Pakistan and Qatar: Constraints and Dilemmas
Pakistan and Qatar: Constraints and Dilemmas
Since June 5, 2017, Pakistan has faced what amounts to a Hobson’s choice. Saudi Arabia has been asking its fellow Sunni Muslim ally: “Are you with Qatar or with us?” While Islamabad has expressed solidarity with Saudi Arabia and its people, and has always upheld the Saudi monarch’s guardianship and jurisdiction over Islam’s two most holy sites (Mecca and Medina), it has also reiterated that Pakistan has no plans to join the quartet (Bahrain, Egypt, Saudi Arabia, and the UAE) in severing ties with Doha. On the day the Qatar crisis erupted, Nafees Zakaria, a spokesperson for Pakistan’s foreign ministry, declared: “At the moment there is nothing on [the] Qatar issue, [we] will issue a statement if some development takes place.”
Nonetheless, to placate Saudi Arabia, Pakistan has offered to leverage its influence over Qatar to defuse the situation. For this purpose, then-Pakistani Prime Minister Nawaz Sharif promised to visit Kuwait, Qatar, and Turkey.

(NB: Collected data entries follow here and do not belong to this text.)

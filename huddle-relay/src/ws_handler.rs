use crate::{RelayConfig, RelayHub};
use axum::extract::ws::{Message, WebSocket};
use axum::extract::{Path, State, WebSocketUpgrade};
use axum::http::{HeaderMap, StatusCode, header};
use axum::response::{IntoResponse, Response};
use futures::{SinkExt, StreamExt};
use std::sync::Arc;
use tracing::{debug, info, warn};

#[derive(Clone)]
pub struct RelayState {
    pub hub: RelayHub,
    pub config: Arc<RelayConfig>,
}

pub async fn ws_handler(
    ws: WebSocketUpgrade,
    headers: HeaderMap,
    State(state): State<RelayState>,
) -> Response {
    upgrade(ws, &headers, state, None)
}

/// Same as `ws_handler`; the room in the path is informational, the room is
/// taken from `join-room`.
pub async fn ws_room_handler(
    ws: WebSocketUpgrade,
    headers: HeaderMap,
    Path(room_id): Path<String>,
    State(state): State<RelayState>,
) -> Response {
    upgrade(ws, &headers, state, Some(room_id))
}

fn upgrade(
    ws: WebSocketUpgrade,
    headers: &HeaderMap,
    state: RelayState,
    room_hint: Option<String>,
) -> Response {
    let origin = headers
        .get(header::ORIGIN)
        .and_then(|value| value.to_str().ok());
    if !state.config.origin_allowed(origin) {
        warn!("Rejected WebSocket from origin {:?}", origin);
        return StatusCode::FORBIDDEN.into_response();
    }

    ws.on_upgrade(move |socket| handle_socket(socket, state.hub, room_hint))
}

async fn handle_socket(socket: WebSocket, hub: RelayHub, room_hint: Option<String>) {
    let (client, mut rx) = hub.register();
    info!("New WebSocket connection: {} (path room {:?})", client, room_hint);

    let (mut sender, mut receiver) = socket.split();

    let mut send_task = tokio::spawn(async move {
        while let Some(text) = rx.recv().await {
            if sender.send(Message::Text(text.into())).await.is_err() {
                break;
            }
        }
        let _ = sender.close().await;
    });

    let mut recv_task = tokio::spawn({
        let hub = hub.clone();
        let client = client.clone();

        async move {
            while let Some(Ok(msg)) = receiver.next().await {
                match msg {
                    Message::Text(text) => hub.handle_text(&client, text.as_str()),
                    Message::Close(_) => break,
                    _ => {}
                }
            }
            debug!("Reader for {} finished", client);
        }
    });

    tokio::select! {
        _ = (&mut send_task) => recv_task.abort(),
        _ = (&mut recv_task) => send_task.abort(),
    };

    hub.unregister(&client);
    info!("WebSocket disconnected: {}", client);
}
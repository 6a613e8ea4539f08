use crate::error::SessionError;
use crate::peer::{ParticipantInfo, PeerState};
use huddle_core::ParticipantId;
use tokio::sync::oneshot;

/// Requests from the session handle to the session actor.
#[derive(Debug)]
pub(crate) enum SessionCommand {
    /// Close every connection and stop. `done` fires after teardown.
    Leave { done: oneshot::Sender<()> },

    RetryPeer {
        participant: ParticipantId,
        reply: oneshot::Sender<Result<(), SessionError>>,
    },

    DropPeer {
        participant: ParticipantId,
        reply: oneshot::Sender<Result<(), SessionError>>,
    },

    PeerCount { reply: oneshot::Sender<usize> },

    PeerState {
        participant: ParticipantId,
        reply: oneshot::Sender<Option<PeerState>>,
    },

    Participants { reply: oneshot::Sender<Vec<ParticipantInfo>> },
}
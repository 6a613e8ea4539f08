pub mod model;

pub use model::{
    ANSWER, ConnectionId, DecodeError, ERROR, Envelope, ICE_CANDIDATE, IceCandidate, JOIN_ROOM,
    OFFER, ParticipantId, Presence, RoomId, SdpType, SessionDescription, SignalMessage,
    USER_JOINED, USER_LEFT,
};
use serde::{Deserialize, Serialize};

#[derive(Debug, Clone, Copy, PartialEq, Eq, Serialize, Deserialize)]
#[serde(rename_all = "lowercase")]
pub enum FacingMode {
    User,
    Environment,
}

/// Preferred camera settings. `None` means any value is acceptable.
#[derive(Debug, Clone, PartialEq, Eq, Serialize, Deserialize, Default)]
pub struct VideoConstraints {
    pub width: Option<u32>,
    pub height: Option<u32>,
    pub frame_rate: Option<u32>,
    pub facing_mode: Option<FacingMode>,
}

/// What to ask the capture devices for.
#[derive(Debug, Clone, PartialEq, Eq, Serialize, Deserialize)]
pub struct MediaConstraints {
    pub audio: bool,
    pub video: Option<VideoConstraints>,
}

impl MediaConstraints {
    /// Audio plus video with no preferences. Used when the preferred
    /// constraints cannot be satisfied.
    pub fn basic() -> Self {
        Self {
            audio: true,
            video: Some(VideoConstraints::default()),
        }
    }

    pub fn audio_only() -> Self {
        Self {
            audio: true,
            video: None,
        }
    }

    pub fn is_basic(&self) -> bool {
        *self == Self::basic()
    }
}

impl Default for MediaConstraints {
    fn default() -> Self {
        Self {
            audio: true,
            video: Some(VideoConstraints {
                width: Some(1280),
                height: Some(720),
                frame_rate: None,
                facing_mode: Some(FacingMode::User),
            }),
        }
    }
}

An official familiar with the development explained that Pakistan would merely complement Kuwait’s efforts to deflate the crisis, rather than playing the role of a direct mediator between Qatar and its fellow Gulf Cooperation Council (GCC) members and Egypt.

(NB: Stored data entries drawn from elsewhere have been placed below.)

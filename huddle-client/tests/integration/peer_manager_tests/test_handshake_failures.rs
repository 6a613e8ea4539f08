use std::time::Duration;

use huddle_client::{PeerState, SessionError, SessionEvent};
use huddle_core::{ParticipantId, SessionDescription};

use crate::integration::{PeerHarness, init_tracing};
use crate::utils::{MockBehavior, MockConnectionFactory};

#[tokio::test]
async fn test_unexpected_answer_fails_only_that_peer() {
    init_tracing();
    let mut h = PeerHarness::new("bob", MockConnectionFactory::silent()).await;
    let alice = ParticipantId::from("alice");
    let carol = ParticipantId::from("carol");

    h.manager
        .handle_offer(alice.clone(), SessionDescription::offer("offer-a"))
        .await;
    h.manager.handle_peer_joined(carol.clone(), "Carol".into()).await;

    h.manager
        .handle_answer(alice.clone(), SessionDescription::answer("stray"))
        .await;

    assert_eq!(h.manager.peer_state(&alice), Some(PeerState::Failed));
    assert_eq!(h.manager.peer_state(&carol), Some(PeerState::OfferSent));

    let error = h.take_events().into_iter().find_map(|e| match e {
        SessionEvent::Error(err) => Some(err),
        _ => None,
    });
    let error = error.expect("handshake failure reported");
    assert!(matches!(error, SessionError::Handshake { .. }));
    assert_eq!(error.participant(), Some(&alice));
    assert!(!error.is_session_fatal());
}

#[tokio::test]
async fn test_answer_without_connection_is_dropped() {
    init_tracing();
    let mut h = PeerHarness::new("alice", MockConnectionFactory::silent()).await;

    h.manager
        .handle_answer(ParticipantId::from("bob"), SessionDescription::answer("stray"))
        .await;

    assert_eq!(h.manager.peer_count(), 0);
    assert!(h.take_events().is_empty());
}

#[tokio::test]
async fn test_late_answer_after_peer_left_is_dropped() {
    init_tracing();
    let mut h = PeerHarness::new("alice", MockConnectionFactory::silent()).await;
    let bob = ParticipantId::from("bob");

    h.manager.handle_peer_joined(bob.clone(), "Bob".into()).await;
    h.manager.handle_peer_left(bob.clone()).await;
    h.take_events();

    h.manager
        .handle_answer(bob.clone(), SessionDescription::answer("late"))
        .await;

    assert_eq!(h.manager.peer_count(), 0);
    assert!(h.take_events().is_empty());
    assert_eq!(h.factory.connections_to(&bob).len(), 1);
}

#[tokio::test]
async fn test_late_answer_after_drop_is_dropped() {
    init_tracing();
    let mut h = PeerHarness::new("alice", MockConnectionFactory::silent()).await;
    let bob = ParticipantId::from("bob");

    h.manager.handle_peer_joined(bob.clone(), "Bob".into()).await;
    h.manager.drop_peer(&bob).await.unwrap();
    h.take_events();

    h.manager
        .handle_answer(bob.clone(), SessionDescription::answer("late"))
        .await;

    assert_eq!(h.manager.peer_state(&bob), None);
    assert!(h.take_events().is_empty());
}

#[tokio::test]
async fn test_malformed_offer_marks_peer_failed() {
    init_tracing();
    let factory = MockConnectionFactory::new(MockBehavior {
        auto_connect: false,
        reject_remote_description: true,
    });
    let mut h = PeerHarness::new("bob", factory).await;
    let alice = ParticipantId::from("alice");

    h.manager
        .handle_offer(alice.clone(), SessionDescription::offer("garbage"))
        .await;

    assert_eq!(h.manager.peer_state(&alice), Some(PeerState::Failed));
    assert_eq!(h.signaling.answers_to(&alice).await, 0);
    assert!(h.factory.last_to(&alice).is_closed());
}

#[tokio::test]
async fn test_unanswered_offer_times_out_and_can_be_retried() {
    init_tracing();
    let mut h = PeerHarness::with_timeout(
        "alice",
        MockConnectionFactory::silent(),
        Some(Duration::from_millis(50)),
    )
    .await;
    let bob = ParticipantId::from("bob");

    h.manager.handle_peer_joined(bob.clone(), "Bob".into()).await;
    h.pump(300).await;

    assert_eq!(h.manager.peer_state(&bob), Some(PeerState::Failed));
    assert!(h.take_events().iter().any(|e| matches!(
        e,
        SessionEvent::Error(SessionError::Handshake { participant, .. }) if participant == &bob
    )));

    h.manager.retry(&bob).await.unwrap();

    assert_eq!(h.factory.created(), 2);
    assert_eq!(h.manager.peer_state(&bob), Some(PeerState::OfferSent));
    assert_eq!(h.signaling.offers_to(&bob).await, 2);
}

#[tokio::test]
async fn test_duplicate_join_replaces_failed_connection() {
    init_tracing();
    let mut h = PeerHarness::with_timeout(
        "alice",
        MockConnectionFactory::silent(),
        Some(Duration::from_millis(50)),
    )
    .await;
    let bob = ParticipantId::from("bob");

    h.manager.handle_peer_joined(bob.clone(), "Bob".into()).await;
    h.pump(300).await;
    assert_eq!(h.manager.peer_state(&bob), Some(PeerState::Failed));

    h.manager.handle_peer_joined(bob.clone(), "Bob".into()).await;

    assert_eq!(h.factory.created(), 2);
    assert_eq!(h.manager.peer_count(), 1);
    assert_eq!(h.manager.peer_state(&bob), Some(PeerState::OfferSent));
}

#[tokio::test]
async fn test_retry_unknown_participant_is_rejected() {
    init_tracing();
    let mut h = PeerHarness::new("alice", MockConnectionFactory::silent()).await;
    let ghost = ParticipantId::from("ghost");

    assert_eq!(
        h.manager.retry(&ghost).await,
        Err(SessionError::UnknownParticipant(ghost.clone()))
    );
    assert_eq!(
        h.manager.drop_peer(&ghost).await,
        Err(SessionError::UnknownParticipant(ghost))
    );
}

Ever since the early 1970s, Pakistan has been a direct beneficiary of the economic largesse of oil-rich Saudi Arabia and other Arabian Peninsula states. This has been a result of concessionary balance-of- payments support to the economy; the subsidized provision of oil; contributions to Sunni-led charitable outfits/madrassahs; the importation of a permanent contingent of military technical/training advisors; and the employment (and commensurate remittances) by semi-skilled and unskilled workers.
Since the 2015 formation of the Islamic Military Alliance to Fight Terrorism (IMAFT), Pakistan has been constrained to play a role in the Saudi-led coalition of 41 countries. The January 2017 appointment of IMAFT’s first commander-in-chief, retired General Raheel Sharif (Pakistan’s former Chief of Army Staff), creates another conundrum for the Pakistani establishment—especially now that the military alliance has been conducting joint military exercises with partners and, reportedly, having a combatant role in Yemen.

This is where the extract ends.